### YOUR INSTRUCTIONS
Check each line of the records for "insert"; collect those that have it.

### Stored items
------------------------------------------------------------
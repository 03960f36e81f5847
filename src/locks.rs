use parking_lot::Mutex;
use std::collections::HashMap;
use std::sync::Arc;
use tokio::sync::OwnedMutexGuard;

type KeyMutex = Arc<tokio::sync::Mutex<()>>;

/// Async locks created on demand, one per key. A lock is dropped from the map once nobody holds or awaits it.
#[derive(Default)]
pub struct KeyLocks {
    locks: Mutex<HashMap<String, KeyMutex>>,
}

/// Held lock of one key. Releasing happens on drop.
pub struct KeyGuard<'a> {
    owner: &'a KeyLocks,
    key:   String,
    lock:  KeyMutex,
    guard: Option<OwnedMutexGuard<()>>,
}

impl KeyLocks {
    pub fn new() -> Self {
        Self::default()
    }

    pub async fn lock(&self, key: &str) -> KeyGuard<'_> {
        let lock = Arc::clone(self.locks.lock().entry(key.to_owned()).or_default());
        let guard = Arc::clone(&lock).lock_owned().await;
        KeyGuard {
            owner: self,
            key: key.to_owned(),
            lock,
            guard: Some(guard),
        }
    }

    /// Lock several keys at once. Keys are taken in sorted order so two callers with overlapping sets can't deadlock.
    pub async fn lock_all<'k, I>(&self, keys: I) -> Vec<KeyGuard<'_>>
    where
        I: IntoIterator<Item = &'k str>,
    {
        let mut keys = keys.into_iter().collect::<Vec<_>>();
        keys.sort_unstable();
        keys.dedup();

        let mut guards = Vec::with_capacity(keys.len());
        for key in keys {
            guards.push(self.lock(key).await);
        }
        guards
    }

    /// Number of keys currently locked or awaited.
    pub fn len(&self) -> usize {
        self.locks.lock().len()
    }

    pub fn is_empty(&self) -> bool {
        self.len() == 0
    }
}

impl Drop for KeyGuard<'_> {
    fn drop(&mut self) {
        self.guard.take();
        let mut locks = self.owner.locks.lock();
        // One reference is held by the map, the other one is ours.
        if Arc::strong_count(&self.lock) <= 2 {
            locks.remove(&self.key);
        }
    }
}

#[cfg(test)]
mod tests {
    use super::*;
    use std::time::Duration;

    #[tokio::test]
    async fn released_locks_leave_the_map() {
        let locks = KeyLocks::new();
        {
            let _a = locks.lock("a").await;
            let _b = locks.lock("b").await;
            assert_eq!(locks.len(), 2);
        }
        assert!(locks.is_empty());
    }

    #[tokio::test]
    async fn same_key_is_exclusive() {
        let locks = Arc::new(KeyLocks::new());
        let guard = locks.lock("a").await;

        let waiter = {
            let locks = Arc::clone(&locks);
            tokio::spawn(async move {
                let _guard = locks.lock("a").await;
            })
        };
        tokio::time::sleep(Duration::from_millis(20)).await;
        assert!(!waiter.is_finished());

        drop(guard);
        waiter.await.unwrap();
        assert!(locks.is_empty());
    }

    #[tokio::test]
    async fn lock_all_dedups() {
        let locks = KeyLocks::new();
        let guards = locks.lock_all(["b", "a", "b"]).await;
        assert_eq!(guards.len(), 2);
        drop(guards);
        assert!(locks.is_empty());
    }
}
use std::collections::HashMap;
use std::collections::HashSet;
use std::sync::Arc;
use tokio::sync::Mutex;
use tracing::debug;
use tracing::warn;

use crate::persistent::PersistentTier;
use crate::write_queue::WriteQueue;

#[derive(Default)]
struct IndexState {
    children: HashMap<String, Vec<String>>,
    parents:  HashMap<String, String>,
    // Parents whose persisted list has been merged into memory already.
    loaded:   HashSet<String>,
}

/// Parent key → ordered, duplicate-free list of child keys. Notes to their pages, in practice.
///
/// The index only records which children were cached under a parent; it does not promise those children are still
/// in either tier. A child missing from the caches is a partial hit that the caller resolves by re-fetching it.
///
/// Each parent's list is persisted as one JSON string-list record. Updates of the in-memory state and the queueing of
/// the matching persistent write happen under one lock, so persisted lists are written in the same order the
/// in-memory lists change.
pub struct RelationshipIndex {
    persistent: Arc<PersistentTier>,
    queue:      WriteQueue,
    state:      Mutex<IndexState>,
}

impl RelationshipIndex {
    pub fn new(persistent: Arc<PersistentTier>, queue_capacity: usize) -> Self {
        Self {
            queue: WriteQueue::new("index", Arc::clone(&persistent), queue_capacity),
            persistent,
            state: Mutex::new(IndexState::default()),
        }
    }

    async fn ensure_loaded(&self, state: &mut IndexState, parent: &str) {
        if state.loaded.contains(parent) {
            return;
        }

        let key = self.persistent.index_key(parent);
        let persisted = match self.persistent.read_string(&key).await {
            None => Vec::new(),
            Some(raw) => match serde_json::from_str::<Vec<String>>(&raw) {
                Ok(children) => children,
                Err(err) => {
                    warn!("[index] Children list of '{parent}' does not decode, discarding: {err}");
                    if let Err(err) = self.persistent.delete_keys(&[key]).await {
                        warn!("[index] Failed to discard children list of '{parent}': {err}");
                    }
                    Vec::new()
                }
            },
        };

        let children = state.children.entry(parent.to_owned()).or_default();
        for child in persisted {
            if !children.contains(&child) {
                children.push(child.clone());
                state.parents.insert(child, parent.to_owned());
            }
        }
        state.loaded.insert(parent.to_owned());
    }

    async fn persist(&self, state: &IndexState, parent: &str) {
        let key = self.persistent.index_key(parent);
        match state.children.get(parent).filter(|c| !c.is_empty()) {
            Some(children) => match serde_json::to_string(children) {
                Ok(raw) => {
                    self.queue.write_raw(vec![(key, raw)]).await;
                }
                Err(err) => warn!("[index] Failed to encode children of '{parent}': {err}"),
            },
            None => {
                self.queue.delete(vec![key]).await;
            }
        }
    }

    /// Append `child` under `parent` unless already there. Returns `true` if it was added.
    pub async fn add_child(&self, parent: &str, child: &str) -> bool {
        self.add_children(parent, &[child.to_owned()]).await == 1
    }

    /// Append every child not yet listed, keeping the given order. Returns the number added.
    pub async fn add_children(&self, parent: &str, children: &[String]) -> usize {
        let mut guard = self.state.lock().await;
        let state = &mut *guard;
        self.ensure_loaded(state, parent).await;

        let mut added = 0;
        for child in children {
            // A child moved to another parent leaves the old one first.
            if let Some(previous) = state.parents.get(child).cloned() {
                if previous != parent {
                    Self::unlink(state, &previous, child);
                    self.persist(state, &previous).await;
                }
            }
            let list = state.children.entry(parent.to_owned()).or_default();
            if !list.contains(child) {
                list.push(child.clone());
                state.parents.insert(child.clone(), parent.to_owned());
                added += 1;
            }
        }

        if added > 0 {
            debug!("[index] {added} child(ren) added under '{parent}'");
            self.persist(state, parent).await;
        }
        added
    }

    fn unlink(state: &mut IndexState, parent: &str, child: &str) -> bool {
        state.parents.remove(child);
        match state.children.get_mut(parent) {
            Some(list) => {
                let before = list.len();
                list.retain(|c| c != child);
                before != list.len()
            }
            None => false,
        }
    }

    /// Remove `child` from `parent`'s list. Returns `true` if it was listed.
    pub async fn remove_child(&self, parent: &str, child: &str) -> bool {
        let mut state = self.state.lock().await;
        self.ensure_loaded(&mut state, parent).await;
        let removed = Self::unlink(&mut state, parent, child);
        if removed {
            self.persist(&state, parent).await;
        }
        removed
    }

    /// Parent of a child, as far as the loaded part of the index knows.
    pub async fn parent_of(&self, child: &str) -> Option<String> {
        self.state.lock().await.parents.get(child).cloned()
    }

    pub async fn children(&self, parent: &str) -> Vec<String> {
        let mut state = self.state.lock().await;
        self.ensure_loaded(&mut state, parent).await;
        state.children.get(parent).cloned().unwrap_or_default()
    }

    /// `true` if the parent has a non-empty child list. Says nothing about the children still being cached.
    pub async fn has_children(&self, parent: &str) -> bool {
        !self.children(parent).await.is_empty()
    }

    /// Forget a parent and all its children. Returns the children it had.
    pub async fn remove_parent(&self, parent: &str) -> Vec<String> {
        let mut state = self.state.lock().await;
        self.ensure_loaded(&mut state, parent).await;
        let children = state.children.remove(parent).unwrap_or_default();
        for child in &children {
            state.parents.remove(child);
        }
        self.persist(&state, parent).await;
        children
    }

    /// Drop the in-memory index. Persisted lists are removed by the caller together with the other records.
    pub async fn clear(&self) {
        let mut state = self.state.lock().await;
        // Writes still in the queue would otherwise resurrect lists after the caller wipes the store.
        self.queue.flush().await;
        *state = IndexState::default();
    }

    pub async fn flush(&self) {
        self.queue.flush().await;
    }

    pub(crate) async fn close(&self) {
        self.queue.close().await;
    }
}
------------------------------------------------------------
### RESPONSE TO THE TASK
                state.parents.insert(child, parent.to_owned());
        state.loaded.insert(parent.to_owned());
                state.parents.insert(child.clone(), parent.to_owned());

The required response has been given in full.